MTT-Bench: Predicting Social Dominance in Mice via Multimodal Large Language Models
Yunquan Chen, Haoyu Chen

TL;DR
This paper introduces MTT-Bench, a benchmark for analyzing mouse social dominance using multimodal large language models, demonstrating their ability to predict hierarchy from raw behavioral videos without domain-specific training.
Contribution
The work presents a novel benchmark and fine-tunes existing multimodal models for zero-shot social dominance prediction in mice from behavioral videos.
Findings
High agreement with tube test rankings
Effective zero-shot inference on unseen behaviors
Introduces a new direction for ethology analysis
Abstract
Understanding social dominance in animal behavior is critical for neuroscience and behavioral studies. In this work, we explore the capability of Multimodal Large Language Models(MLLMs) to analyze raw behavioral video of mice and predict their dominance hierarchy.
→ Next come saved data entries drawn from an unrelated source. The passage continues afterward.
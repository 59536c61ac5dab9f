//! Strongly-typed identifiers.
//!
//! Azure hands out its own identifiers (tenant and subscription GUIDs, ARM
//! resource paths), so those are opaque string newtypes. The only identifier
//! minted locally is [`OperationId`], a ULID used to correlate the log events
//! of one top-level operation.

use serde::{Deserialize, Serialize};
use std::fmt;
use std::str::FromStr;
use ulid::Ulid;

/// Error returned when parsing an ID from a string fails.
#[derive(Debug, Clone, PartialEq, Eq)]
pub struct ParseIdError {
    /// The type of ID that failed to parse.
    pub id_type: &'static str,
    /// The reason for the parse failure.
    pub reason: String,
}

impl fmt::Display for ParseIdError {
    fn fmt(&self, f: &mut fmt::Formatter<'_>) -> fmt::Result {
        write!(f, "failed to parse {}: {}", self.id_type, self.reason)
    }
}

impl std::error::Error for ParseIdError {}

/// Generates an opaque identifier assigned by Azure.
///
/// Surrounding whitespace is trimmed and empty values are rejected on parse.
macro_rules! define_azure_id {
    ($(#[$meta:meta])* $name:ident) => {
        $(#[$meta])*
        #[derive(Debug, Clone, PartialEq, Eq, Hash, PartialOrd, Ord, Serialize, Deserialize)]
        #[serde(transparent)]
        pub struct $name(String);

        impl $name {
            /// Wraps an identifier without validation.
            #[must_use]
            pub fn new(id: impl Into<String>) -> Self {
                Self(id.into())
            }

            /// Returns the identifier as a string slice.
            #[must_use]
            pub fn as_str(&self) -> &str {
                &self.0
            }
        }

        impl fmt::Display for $name {
            fn fmt(&self, f: &mut fmt::Formatter<'_>) -> fmt::Result {
                f.write_str(&self.0)
            }
        }

        impl FromStr for $name {
            type Err = ParseIdError;

            fn from_str(s: &str) -> Result<Self, Self::Err> {
                let trimmed = s.trim();
                if trimmed.is_empty() {
                    return Err(ParseIdError {
                        id_type: stringify!($name),
                        reason: "value is empty".to_string(),
                    });
                }
                Ok(Self(trimmed.to_string()))
            }
        }

        impl From<&str> for $name {
            fn from(s: &str) -> Self {
                Self(s.to_string())
            }
        }

        impl From<String> for $name {
            fn from(s: String) -> Self {
                Self(s)
            }
        }

        impl AsRef<str> for $name {
            fn as_ref(&self) -> &str {
                &self.0
            }
        }
    };
}

define_azure_id!(
    /// Identifier of an Entra ID tenant (directory).
    TenantId
);

define_azure_id!(
    /// Identifier of an Azure subscription.
    SubscriptionId
);

/// Correlation identifier for one top-level operation (login, create, configure).
#[derive(Debug, Clone, Copy, PartialEq, Eq, Hash, Serialize, Deserialize)]
#[serde(transparent)]
pub struct OperationId(Ulid);

impl OperationId {
    const PREFIX: &'static str = "op";

    /// Creates a new ID with a randomly generated ULID.
    #[must_use]
    pub fn new() -> Self {
        Self(Ulid::new())
    }

    /// Returns the underlying ULID.
    #[must_use]
    pub const fn as_ulid(&self) -> Ulid {
        self.0
    }
}

impl Default for OperationId {
    fn default() -> Self {
        Self::new()
    }
}

impl fmt::Display for OperationId {
    fn fmt(&self, f: &mut fmt::Formatter<'_>) -> fmt::Result {
        write!(f, "{}_{}", Self::PREFIX, self.0)
    }
}

impl FromStr for OperationId {
    type Err = ParseIdError;

    fn from_str(s: &str) -> Result<Self, Self::Err> {
        let raw = s
            .strip_prefix(Self::PREFIX)
            .and_then(|rest| rest.strip_prefix('_'))
            .unwrap_or(s);
        Ulid::from_str(raw).map(Self).map_err(|e| ParseIdError {
            id_type: "OperationId",
            reason: e.to_string(),
        })
    }
}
We introduce MTT-Bench, a novel benchmark comprising annotated videos of pairwise mouse interactions for Mouse Tube Test analysis. Building on existing MLLM architectures, we fine-tune these models to perform zero-shot inference on unseen behavioral sequences, predicting social dominance without explicit labels during testing. Our framework demonstrates promising results, showing high agreement with tube test rankings. This work opens a new direction for applying foundation models to ethology and social behavior analysis, without the need to design domain-specific models.